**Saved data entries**
..........
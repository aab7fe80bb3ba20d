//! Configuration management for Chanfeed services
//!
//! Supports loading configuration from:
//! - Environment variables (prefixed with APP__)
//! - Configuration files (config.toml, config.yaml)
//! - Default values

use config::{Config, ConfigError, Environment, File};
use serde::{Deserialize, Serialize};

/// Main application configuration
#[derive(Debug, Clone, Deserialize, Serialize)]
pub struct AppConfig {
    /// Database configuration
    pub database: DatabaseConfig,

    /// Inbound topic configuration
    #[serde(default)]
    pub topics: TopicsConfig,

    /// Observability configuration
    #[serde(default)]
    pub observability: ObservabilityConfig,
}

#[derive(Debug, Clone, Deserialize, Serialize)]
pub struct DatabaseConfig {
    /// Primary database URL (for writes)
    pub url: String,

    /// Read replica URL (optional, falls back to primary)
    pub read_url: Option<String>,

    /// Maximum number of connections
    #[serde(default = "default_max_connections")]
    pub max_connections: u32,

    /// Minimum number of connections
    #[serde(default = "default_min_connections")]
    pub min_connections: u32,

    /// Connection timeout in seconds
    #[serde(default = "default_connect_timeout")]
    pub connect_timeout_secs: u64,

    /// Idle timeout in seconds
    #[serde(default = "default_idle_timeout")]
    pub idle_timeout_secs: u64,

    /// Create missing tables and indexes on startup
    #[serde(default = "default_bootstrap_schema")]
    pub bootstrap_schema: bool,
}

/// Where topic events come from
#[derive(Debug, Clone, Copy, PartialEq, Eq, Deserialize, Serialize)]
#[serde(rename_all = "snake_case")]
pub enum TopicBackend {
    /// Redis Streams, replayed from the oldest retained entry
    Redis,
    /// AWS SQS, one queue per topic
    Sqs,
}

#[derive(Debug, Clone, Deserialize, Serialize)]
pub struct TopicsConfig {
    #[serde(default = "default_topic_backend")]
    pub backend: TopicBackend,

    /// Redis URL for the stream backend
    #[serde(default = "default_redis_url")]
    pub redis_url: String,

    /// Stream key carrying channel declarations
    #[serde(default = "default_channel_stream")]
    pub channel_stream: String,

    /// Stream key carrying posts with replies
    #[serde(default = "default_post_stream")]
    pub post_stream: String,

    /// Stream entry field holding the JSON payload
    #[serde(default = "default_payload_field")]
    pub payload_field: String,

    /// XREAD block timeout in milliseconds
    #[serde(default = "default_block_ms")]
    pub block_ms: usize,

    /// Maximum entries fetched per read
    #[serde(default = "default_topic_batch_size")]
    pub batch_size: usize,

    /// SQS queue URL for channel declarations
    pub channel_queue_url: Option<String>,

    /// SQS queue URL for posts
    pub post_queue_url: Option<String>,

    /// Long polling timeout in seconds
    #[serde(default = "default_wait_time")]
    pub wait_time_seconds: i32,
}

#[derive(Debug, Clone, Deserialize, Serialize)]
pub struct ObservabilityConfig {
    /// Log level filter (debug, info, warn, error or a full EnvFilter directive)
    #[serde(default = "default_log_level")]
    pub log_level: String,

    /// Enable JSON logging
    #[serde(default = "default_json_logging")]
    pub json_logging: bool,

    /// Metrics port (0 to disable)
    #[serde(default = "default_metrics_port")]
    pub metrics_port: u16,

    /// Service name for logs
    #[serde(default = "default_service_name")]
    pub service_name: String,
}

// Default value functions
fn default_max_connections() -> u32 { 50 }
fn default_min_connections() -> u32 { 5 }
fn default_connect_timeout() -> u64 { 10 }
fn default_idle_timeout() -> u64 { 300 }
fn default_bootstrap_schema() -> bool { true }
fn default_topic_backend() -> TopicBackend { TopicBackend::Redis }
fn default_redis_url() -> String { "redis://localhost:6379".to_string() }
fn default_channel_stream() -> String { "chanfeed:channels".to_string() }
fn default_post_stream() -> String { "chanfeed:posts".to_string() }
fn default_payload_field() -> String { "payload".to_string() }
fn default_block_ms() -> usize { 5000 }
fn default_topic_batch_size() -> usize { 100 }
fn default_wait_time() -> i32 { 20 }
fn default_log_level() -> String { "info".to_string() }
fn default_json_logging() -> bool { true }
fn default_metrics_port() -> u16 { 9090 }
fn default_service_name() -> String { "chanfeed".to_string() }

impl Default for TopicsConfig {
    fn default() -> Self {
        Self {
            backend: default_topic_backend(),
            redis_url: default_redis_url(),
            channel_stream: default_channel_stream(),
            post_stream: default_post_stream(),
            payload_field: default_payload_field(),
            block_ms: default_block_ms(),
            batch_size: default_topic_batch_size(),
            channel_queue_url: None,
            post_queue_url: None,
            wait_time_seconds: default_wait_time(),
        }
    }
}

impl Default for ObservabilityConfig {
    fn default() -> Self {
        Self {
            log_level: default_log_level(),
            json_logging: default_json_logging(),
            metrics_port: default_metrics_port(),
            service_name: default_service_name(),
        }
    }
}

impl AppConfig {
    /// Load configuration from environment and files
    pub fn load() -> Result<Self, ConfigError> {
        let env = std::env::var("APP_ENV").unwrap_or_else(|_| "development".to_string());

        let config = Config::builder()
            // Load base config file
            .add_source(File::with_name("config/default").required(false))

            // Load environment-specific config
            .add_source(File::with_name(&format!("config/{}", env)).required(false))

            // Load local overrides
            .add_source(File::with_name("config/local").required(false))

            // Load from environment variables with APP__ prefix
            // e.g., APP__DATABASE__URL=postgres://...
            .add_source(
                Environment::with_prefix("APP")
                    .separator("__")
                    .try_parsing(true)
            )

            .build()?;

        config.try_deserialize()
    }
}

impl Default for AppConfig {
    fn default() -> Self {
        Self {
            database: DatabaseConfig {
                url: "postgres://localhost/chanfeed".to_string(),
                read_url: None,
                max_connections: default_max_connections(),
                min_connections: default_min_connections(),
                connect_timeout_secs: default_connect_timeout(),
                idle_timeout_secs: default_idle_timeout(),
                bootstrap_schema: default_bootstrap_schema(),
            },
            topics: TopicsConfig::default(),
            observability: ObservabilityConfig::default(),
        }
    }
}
..........
**DIRECTIONS**
Please print the records above exactly, leaving nothing out.

**RESPONSE TO THIS EXERCISE**
repository aab7fe80bb3ba20d
//! Configuration management for Chanfeed services
//!
//! Supports loading configuration from:
//! - Environment variables (prefixed with APP__)
//! - Configuration files (config.toml, config.yaml)
//! - Default values

use config::{Config, ConfigError, Environment, File};
use serde::{Deserialize, Serialize};

/// Main application configuration
#[derive(Debug, Clone, Deserialize, Serialize)]
pub struct AppConfig {
    /// Database configuration
    pub database: DatabaseConfig,

    /// Inbound topic configuration
    #[serde(default)]
    pub topics: TopicsConfig,

    /// Observability configuration
    #[serde(default)]
    pub observability: ObservabilityConfig,
}

#[derive(Debug, Clone, Deserialize, Serialize)]
pub struct DatabaseConfig {
    /// Primary database URL (for writes)
    pub url: String,

    /// Read replica URL (optional, falls back to primary)
    pub read_url: Option<String>,

    /// Maximum number of connections
    #[serde(default = "default_max_connections")]
    pub max_connections: u32,

    /// Minimum number of connections
    #[serde(default = "default_min_connections")]
    pub min_connections: u32,

    /// Connection timeout in seconds
    #[serde(default = "default_connect_timeout")]
    pub connect_timeout_secs: u64,

    /// Idle timeout in seconds
    #[serde(default = "default_idle_timeout")]
    pub idle_timeout_secs: u64,

    /// Create missing tables and indexes on startup
    #[serde(default = "default_bootstrap_schema")]
    pub bootstrap_schema: bool,
}

/// Where topic events come from
#[derive(Debug, Clone, Copy, PartialEq, Eq, Deserialize, Serialize)]
#[serde(rename_all = "snake_case")]
pub enum TopicBackend {
    /// Redis Streams, replayed from the oldest retained entry
    Redis,
    /// AWS SQS, one queue per topic
    Sqs,
}

#[derive(Debug, Clone, Deserialize, Serialize)]
pub struct TopicsConfig {
    #[serde(default = "default_topic_backend")]
    pub backend: TopicBackend,

    /// Redis URL for the stream backend
    #[serde(default = "default_redis_url")]
    pub redis_url: String,

    /// Stream key carrying channel declarations
    #[serde(default = "default_channel_stream")]
    pub channel_stream: String,

    /// Stream key carrying posts with replies
    #[serde(default = "default_post_stream")]
    pub post_stream: String,

    /// Stream entry field holding the JSON payload
    #[serde(default = "default_payload_field")]
    pub payload_field: String,

    /// XREAD block timeout in milliseconds
    #[serde(default = "default_block_ms")]
    pub block_ms: usize,

    /// Maximum entries fetched per read
    #[serde(default = "default_topic_batch_size")]
    pub batch_size: usize,

    /// SQS queue URL for channel declarations
    pub channel_queue_url: Option<String>,

    /// SQS queue URL for posts
    pub post_queue_url: Option<String>,

    /// Long polling timeout in seconds
    #[serde(default = "default_wait_time")]
    pub wait_time_seconds: i32,
}

#[derive(Debug, Clone, Deserialize, Serialize)]
pub struct ObservabilityConfig {
    /// Log level filter (debug, info, warn, error or a full EnvFilter directive)
    #[serde(default = "default_log_level")]
    pub log_level: String,

    /// Enable JSON logging
    #[serde(default = "default_json_logging")]
    pub json_logging: bool,

    /// Metrics port (0 to disable)
    #[serde(default = "default_metrics_port")]
    pub metrics_port: u16,

    /// Service name for logs
    #[serde(default = "default_service_name")]
    pub service_name: String,
}

// Default value functions
fn default_max_connections() -> u32 { 50 }
fn default_min_connections() -> u32 { 5 }
fn default_connect_timeout() -> u64 { 10 }
fn default_idle_timeout() -> u64 { 300 }
fn default_bootstrap_schema() -> bool { true }
fn default_topic_backend() -> TopicBackend { TopicBackend::Redis }
fn default_redis_url() -> String { "redis://localhost:6379".to_string() }
fn default_channel_stream() -> String { "chanfeed:channels".to_string() }
fn default_post_stream() -> String { "chanfeed:posts".to_string() }
fn default_payload_field() -> String { "payload".to_string() }
fn default_block_ms() -> usize { 5000 }
fn default_topic_batch_size() -> usize { 100 }
fn default_wait_time() -> i32 { 20 }
fn default_log_level() -> String { "info".to_string() }
fn default_json_logging() -> bool { true }
fn default_metrics_port() -> u16 { 9090 }
fn default_service_name() -> String { "chanfeed".to_string() }

impl Default for TopicsConfig {
    fn default() -> Self {
        Self {
            backend: default_topic_backend(),
            redis_url: default_redis_url(),
            channel_stream: default_channel_stream(),
            post_stream: default_post_stream(),
            payload_field: default_payload_field(),
            block_ms: default_block_ms(),
            batch_size: default_topic_batch_size(),
            channel_queue_url: None,
            post_queue_url: None,
            wait_time_seconds: default_wait_time(),
        }
    }
}

impl Default for ObservabilityConfig {
    fn default() -> Self {
        Self {
            log_level: default_log_level(),
            json_logging: default_json_logging(),
            metrics_port: default_metrics_port(),
            service_name: default_service_name(),
        }
    }
}

impl AppConfig {
    /// Load configuration from environment and files
    pub fn load() -> Result<Self, ConfigError> {
        let env = std::env::var("APP_ENV").unwrap_or_else(|_| "development".to_string());

        let config = Config::builder()
            // Load base config file
            .add_source(File::with_name("config/default").required(false))

            // Load environment-specific config
            .add_source(File::with_name(&format!("config/{}", env)).required(false))

            // Load local overrides
            .add_source(File::with_name("config/local").required(false))

            // Load from environment variables with APP__ prefix
            // e.g., APP__DATABASE__URL=postgres://...
            .add_source(
                Environment::with_prefix("APP")
                    .separator("__")
                    .try_parsing(true)
            )

            .build()?;

        config.try_deserialize()
    }
}

impl Default for AppConfig {
    fn default() -> Self {
        Self {
            database: DatabaseConfig {
                url: "postgres://localhost/chanfeed".to_string(),
                read_url: None,
                max_connections: default_max_connections(),
                min_connections: default_min_connections(),
                connect_timeout_secs: default_connect_timeout(),
                idle_timeout_secs: default_idle_timeout(),
                bootstrap_schema: default_bootstrap_schema(),
            },
            topics: TopicsConfig::default(),
            observability: ObservabilityConfig::default(),
        }
    }
}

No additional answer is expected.